- **What is being asked**
What lines of the data below hold the string "JGrepError"? Copy each one.

- **Record set**
--------------------------------
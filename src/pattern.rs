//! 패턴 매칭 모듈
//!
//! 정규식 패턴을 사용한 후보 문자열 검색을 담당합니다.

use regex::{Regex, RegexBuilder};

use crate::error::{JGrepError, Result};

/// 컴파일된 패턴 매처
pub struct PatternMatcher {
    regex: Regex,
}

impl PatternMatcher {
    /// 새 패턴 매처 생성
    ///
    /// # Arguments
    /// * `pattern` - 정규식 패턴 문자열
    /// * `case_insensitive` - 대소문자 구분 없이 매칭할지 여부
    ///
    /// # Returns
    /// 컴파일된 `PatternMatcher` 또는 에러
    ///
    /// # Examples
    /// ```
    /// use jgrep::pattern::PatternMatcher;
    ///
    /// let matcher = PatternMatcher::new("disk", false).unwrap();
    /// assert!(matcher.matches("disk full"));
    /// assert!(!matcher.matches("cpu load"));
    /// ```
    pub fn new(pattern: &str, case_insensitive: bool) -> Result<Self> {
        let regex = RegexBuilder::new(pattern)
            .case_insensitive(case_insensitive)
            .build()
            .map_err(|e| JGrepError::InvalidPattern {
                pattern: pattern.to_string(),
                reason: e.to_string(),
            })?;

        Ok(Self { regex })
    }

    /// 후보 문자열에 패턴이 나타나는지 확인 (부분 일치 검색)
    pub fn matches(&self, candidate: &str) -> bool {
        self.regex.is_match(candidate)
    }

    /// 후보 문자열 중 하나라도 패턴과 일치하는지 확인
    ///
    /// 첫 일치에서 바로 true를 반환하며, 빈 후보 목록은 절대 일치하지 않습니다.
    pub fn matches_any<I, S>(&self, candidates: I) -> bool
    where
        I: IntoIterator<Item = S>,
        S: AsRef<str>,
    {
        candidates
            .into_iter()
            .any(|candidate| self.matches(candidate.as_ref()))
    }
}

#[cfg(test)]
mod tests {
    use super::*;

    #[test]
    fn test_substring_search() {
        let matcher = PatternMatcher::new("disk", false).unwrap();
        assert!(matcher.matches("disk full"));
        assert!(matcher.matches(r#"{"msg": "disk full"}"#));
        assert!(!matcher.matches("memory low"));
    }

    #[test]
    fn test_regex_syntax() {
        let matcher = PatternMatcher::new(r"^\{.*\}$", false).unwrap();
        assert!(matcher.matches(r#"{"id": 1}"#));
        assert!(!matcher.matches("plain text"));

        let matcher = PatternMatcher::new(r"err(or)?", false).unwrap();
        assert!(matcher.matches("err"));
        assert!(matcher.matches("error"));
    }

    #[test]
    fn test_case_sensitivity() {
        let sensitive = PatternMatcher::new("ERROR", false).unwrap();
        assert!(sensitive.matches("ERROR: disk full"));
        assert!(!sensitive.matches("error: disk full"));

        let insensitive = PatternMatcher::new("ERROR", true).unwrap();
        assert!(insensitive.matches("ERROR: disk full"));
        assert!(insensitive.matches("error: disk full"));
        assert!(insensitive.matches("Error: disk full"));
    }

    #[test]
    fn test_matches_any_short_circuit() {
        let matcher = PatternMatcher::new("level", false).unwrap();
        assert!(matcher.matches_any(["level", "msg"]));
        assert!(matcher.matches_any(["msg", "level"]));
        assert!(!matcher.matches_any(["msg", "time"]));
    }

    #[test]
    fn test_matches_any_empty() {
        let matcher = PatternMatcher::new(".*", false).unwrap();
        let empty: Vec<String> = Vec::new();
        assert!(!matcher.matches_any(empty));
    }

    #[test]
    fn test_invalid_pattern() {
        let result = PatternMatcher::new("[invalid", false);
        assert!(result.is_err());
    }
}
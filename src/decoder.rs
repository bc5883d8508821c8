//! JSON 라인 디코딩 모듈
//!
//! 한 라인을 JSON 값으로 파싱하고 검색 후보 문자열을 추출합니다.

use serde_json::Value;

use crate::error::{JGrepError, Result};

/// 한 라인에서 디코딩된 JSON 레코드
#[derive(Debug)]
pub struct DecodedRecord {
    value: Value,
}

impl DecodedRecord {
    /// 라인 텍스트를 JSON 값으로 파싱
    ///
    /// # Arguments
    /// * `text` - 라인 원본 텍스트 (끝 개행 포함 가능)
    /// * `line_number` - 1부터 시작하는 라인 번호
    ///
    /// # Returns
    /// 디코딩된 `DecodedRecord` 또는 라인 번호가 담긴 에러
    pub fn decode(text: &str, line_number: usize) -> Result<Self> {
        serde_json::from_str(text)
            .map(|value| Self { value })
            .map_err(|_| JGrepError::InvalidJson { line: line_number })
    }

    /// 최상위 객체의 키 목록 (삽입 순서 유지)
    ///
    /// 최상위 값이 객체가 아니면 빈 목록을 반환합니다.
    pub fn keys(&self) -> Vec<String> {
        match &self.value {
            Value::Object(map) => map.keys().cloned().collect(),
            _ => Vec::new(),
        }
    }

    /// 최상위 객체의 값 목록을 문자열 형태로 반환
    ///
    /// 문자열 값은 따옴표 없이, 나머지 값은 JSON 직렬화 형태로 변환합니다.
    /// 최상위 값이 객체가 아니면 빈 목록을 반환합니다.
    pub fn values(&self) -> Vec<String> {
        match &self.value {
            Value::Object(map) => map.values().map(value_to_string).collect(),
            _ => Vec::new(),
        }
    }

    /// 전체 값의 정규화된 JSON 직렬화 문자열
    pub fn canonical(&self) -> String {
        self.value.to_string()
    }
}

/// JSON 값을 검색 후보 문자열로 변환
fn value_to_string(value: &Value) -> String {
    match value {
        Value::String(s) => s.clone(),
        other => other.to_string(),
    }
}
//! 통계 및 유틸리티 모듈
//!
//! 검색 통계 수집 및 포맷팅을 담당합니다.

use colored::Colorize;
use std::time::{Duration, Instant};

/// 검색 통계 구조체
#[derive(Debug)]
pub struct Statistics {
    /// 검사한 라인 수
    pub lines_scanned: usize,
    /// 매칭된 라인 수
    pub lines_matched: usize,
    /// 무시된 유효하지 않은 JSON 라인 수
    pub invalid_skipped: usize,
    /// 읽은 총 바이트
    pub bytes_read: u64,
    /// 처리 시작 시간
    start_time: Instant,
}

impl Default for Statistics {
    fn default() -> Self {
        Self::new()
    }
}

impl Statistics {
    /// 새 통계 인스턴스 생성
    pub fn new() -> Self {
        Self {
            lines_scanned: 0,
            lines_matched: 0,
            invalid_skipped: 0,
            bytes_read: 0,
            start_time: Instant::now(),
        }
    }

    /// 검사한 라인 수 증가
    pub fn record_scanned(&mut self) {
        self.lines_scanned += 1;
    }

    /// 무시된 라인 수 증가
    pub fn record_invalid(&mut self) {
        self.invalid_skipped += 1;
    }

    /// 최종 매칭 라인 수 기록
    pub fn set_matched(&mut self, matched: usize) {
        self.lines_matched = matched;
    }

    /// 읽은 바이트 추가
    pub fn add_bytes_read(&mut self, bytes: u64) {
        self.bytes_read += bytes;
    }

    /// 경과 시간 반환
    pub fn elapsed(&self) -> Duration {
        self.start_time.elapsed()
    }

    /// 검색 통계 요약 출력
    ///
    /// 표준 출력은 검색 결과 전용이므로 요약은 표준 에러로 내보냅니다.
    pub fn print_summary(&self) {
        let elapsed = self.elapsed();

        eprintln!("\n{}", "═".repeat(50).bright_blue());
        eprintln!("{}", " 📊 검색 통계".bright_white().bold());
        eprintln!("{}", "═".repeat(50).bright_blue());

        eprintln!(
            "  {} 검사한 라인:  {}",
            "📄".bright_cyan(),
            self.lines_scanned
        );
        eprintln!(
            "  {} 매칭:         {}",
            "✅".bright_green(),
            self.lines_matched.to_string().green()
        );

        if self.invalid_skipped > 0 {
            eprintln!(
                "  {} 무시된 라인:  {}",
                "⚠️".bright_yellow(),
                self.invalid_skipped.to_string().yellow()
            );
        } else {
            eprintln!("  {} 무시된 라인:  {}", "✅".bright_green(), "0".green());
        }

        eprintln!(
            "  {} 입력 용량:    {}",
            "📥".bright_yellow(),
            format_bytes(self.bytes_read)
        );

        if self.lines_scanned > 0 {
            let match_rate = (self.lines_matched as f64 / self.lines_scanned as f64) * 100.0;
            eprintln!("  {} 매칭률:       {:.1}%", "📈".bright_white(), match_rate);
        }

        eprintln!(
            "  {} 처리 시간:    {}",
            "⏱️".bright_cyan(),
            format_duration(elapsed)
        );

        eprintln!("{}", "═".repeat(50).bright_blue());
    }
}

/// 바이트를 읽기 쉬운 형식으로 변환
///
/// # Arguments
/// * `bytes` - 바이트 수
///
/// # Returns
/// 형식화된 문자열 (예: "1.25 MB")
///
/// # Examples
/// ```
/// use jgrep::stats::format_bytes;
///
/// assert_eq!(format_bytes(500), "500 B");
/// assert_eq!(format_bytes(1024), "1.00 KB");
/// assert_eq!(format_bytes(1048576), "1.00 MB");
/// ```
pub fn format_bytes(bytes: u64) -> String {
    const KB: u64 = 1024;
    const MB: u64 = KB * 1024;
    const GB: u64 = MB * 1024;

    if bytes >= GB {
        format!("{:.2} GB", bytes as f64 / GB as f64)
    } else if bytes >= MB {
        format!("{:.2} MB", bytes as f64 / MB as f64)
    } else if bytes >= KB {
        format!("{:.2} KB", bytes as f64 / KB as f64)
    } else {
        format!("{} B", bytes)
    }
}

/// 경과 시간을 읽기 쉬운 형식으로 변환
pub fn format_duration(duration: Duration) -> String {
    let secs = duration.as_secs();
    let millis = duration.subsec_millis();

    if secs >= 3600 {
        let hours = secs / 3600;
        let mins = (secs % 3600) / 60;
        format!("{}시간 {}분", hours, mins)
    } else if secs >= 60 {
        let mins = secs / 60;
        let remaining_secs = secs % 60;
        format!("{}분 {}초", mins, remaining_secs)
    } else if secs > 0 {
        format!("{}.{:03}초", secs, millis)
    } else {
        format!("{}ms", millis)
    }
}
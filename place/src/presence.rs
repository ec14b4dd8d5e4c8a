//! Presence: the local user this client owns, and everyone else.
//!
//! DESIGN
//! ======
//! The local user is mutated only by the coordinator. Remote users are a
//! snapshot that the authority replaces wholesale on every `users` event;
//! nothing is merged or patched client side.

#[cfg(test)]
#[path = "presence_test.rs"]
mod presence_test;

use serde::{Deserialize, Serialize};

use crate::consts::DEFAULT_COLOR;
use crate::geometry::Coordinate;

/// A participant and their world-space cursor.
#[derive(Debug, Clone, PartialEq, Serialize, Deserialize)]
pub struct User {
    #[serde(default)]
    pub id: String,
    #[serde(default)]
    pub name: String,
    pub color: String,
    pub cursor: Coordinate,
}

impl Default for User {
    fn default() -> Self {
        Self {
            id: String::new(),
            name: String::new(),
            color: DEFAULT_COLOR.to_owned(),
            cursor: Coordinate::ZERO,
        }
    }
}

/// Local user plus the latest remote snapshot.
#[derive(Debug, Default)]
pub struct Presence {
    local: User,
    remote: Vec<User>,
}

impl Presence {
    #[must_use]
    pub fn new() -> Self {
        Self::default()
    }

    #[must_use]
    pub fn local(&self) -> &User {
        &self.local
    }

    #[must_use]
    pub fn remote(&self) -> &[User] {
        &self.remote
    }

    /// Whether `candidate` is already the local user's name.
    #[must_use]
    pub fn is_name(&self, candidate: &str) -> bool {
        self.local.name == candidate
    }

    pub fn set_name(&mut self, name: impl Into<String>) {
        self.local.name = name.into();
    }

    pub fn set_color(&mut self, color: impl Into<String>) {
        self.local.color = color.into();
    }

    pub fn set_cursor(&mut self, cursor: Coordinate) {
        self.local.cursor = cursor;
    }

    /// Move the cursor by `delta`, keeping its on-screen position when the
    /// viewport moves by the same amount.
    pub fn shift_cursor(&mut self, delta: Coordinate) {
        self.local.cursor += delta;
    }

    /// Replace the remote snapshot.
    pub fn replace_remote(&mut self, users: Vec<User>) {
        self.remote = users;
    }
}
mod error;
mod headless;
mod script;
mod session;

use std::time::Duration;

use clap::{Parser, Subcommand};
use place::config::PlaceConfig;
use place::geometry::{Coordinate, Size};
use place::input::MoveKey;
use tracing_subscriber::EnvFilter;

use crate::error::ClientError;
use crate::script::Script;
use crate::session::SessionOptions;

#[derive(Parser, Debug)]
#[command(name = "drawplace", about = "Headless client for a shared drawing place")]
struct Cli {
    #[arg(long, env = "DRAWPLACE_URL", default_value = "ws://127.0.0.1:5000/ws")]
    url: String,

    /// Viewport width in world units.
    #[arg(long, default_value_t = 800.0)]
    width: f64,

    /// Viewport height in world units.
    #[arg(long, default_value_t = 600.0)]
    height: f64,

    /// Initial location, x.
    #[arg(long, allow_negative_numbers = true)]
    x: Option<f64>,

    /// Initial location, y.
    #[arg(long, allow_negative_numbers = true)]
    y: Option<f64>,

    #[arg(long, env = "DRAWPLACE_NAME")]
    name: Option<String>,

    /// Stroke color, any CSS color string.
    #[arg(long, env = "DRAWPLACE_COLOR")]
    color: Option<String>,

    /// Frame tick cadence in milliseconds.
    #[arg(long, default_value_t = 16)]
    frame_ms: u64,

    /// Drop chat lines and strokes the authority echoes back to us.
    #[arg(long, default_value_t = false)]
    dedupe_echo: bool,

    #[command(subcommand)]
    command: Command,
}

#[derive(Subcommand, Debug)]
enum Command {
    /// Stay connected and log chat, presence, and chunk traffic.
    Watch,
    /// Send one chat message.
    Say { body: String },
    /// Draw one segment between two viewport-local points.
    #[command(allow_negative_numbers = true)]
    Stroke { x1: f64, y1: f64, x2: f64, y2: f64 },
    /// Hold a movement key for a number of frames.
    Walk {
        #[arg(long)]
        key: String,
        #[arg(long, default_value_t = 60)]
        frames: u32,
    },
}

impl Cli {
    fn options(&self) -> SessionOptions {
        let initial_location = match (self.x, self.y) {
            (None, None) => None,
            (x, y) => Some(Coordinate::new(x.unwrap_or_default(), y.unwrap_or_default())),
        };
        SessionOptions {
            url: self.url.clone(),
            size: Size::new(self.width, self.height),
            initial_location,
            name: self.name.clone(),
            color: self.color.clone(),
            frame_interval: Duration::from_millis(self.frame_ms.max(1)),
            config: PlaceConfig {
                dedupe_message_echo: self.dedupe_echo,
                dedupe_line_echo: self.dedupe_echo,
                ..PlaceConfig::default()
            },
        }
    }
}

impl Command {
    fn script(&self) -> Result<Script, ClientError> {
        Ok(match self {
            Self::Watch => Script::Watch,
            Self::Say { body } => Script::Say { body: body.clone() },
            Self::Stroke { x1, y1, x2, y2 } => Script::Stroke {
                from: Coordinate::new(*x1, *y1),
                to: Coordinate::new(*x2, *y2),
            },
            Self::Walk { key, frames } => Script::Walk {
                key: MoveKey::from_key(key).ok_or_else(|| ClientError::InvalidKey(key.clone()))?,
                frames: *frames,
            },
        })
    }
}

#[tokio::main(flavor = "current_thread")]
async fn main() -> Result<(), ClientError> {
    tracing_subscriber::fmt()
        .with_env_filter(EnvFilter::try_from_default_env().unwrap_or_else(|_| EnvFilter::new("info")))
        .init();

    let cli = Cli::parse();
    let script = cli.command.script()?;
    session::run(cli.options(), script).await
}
--------------------------------
- **Result of this task**
use crate::error::{JGrepError, Result};
            .map_err(|e| JGrepError::InvalidPattern {
use crate::error::{JGrepError, Result};
            .map_err(|_| JGrepError::InvalidJson { line: line_number })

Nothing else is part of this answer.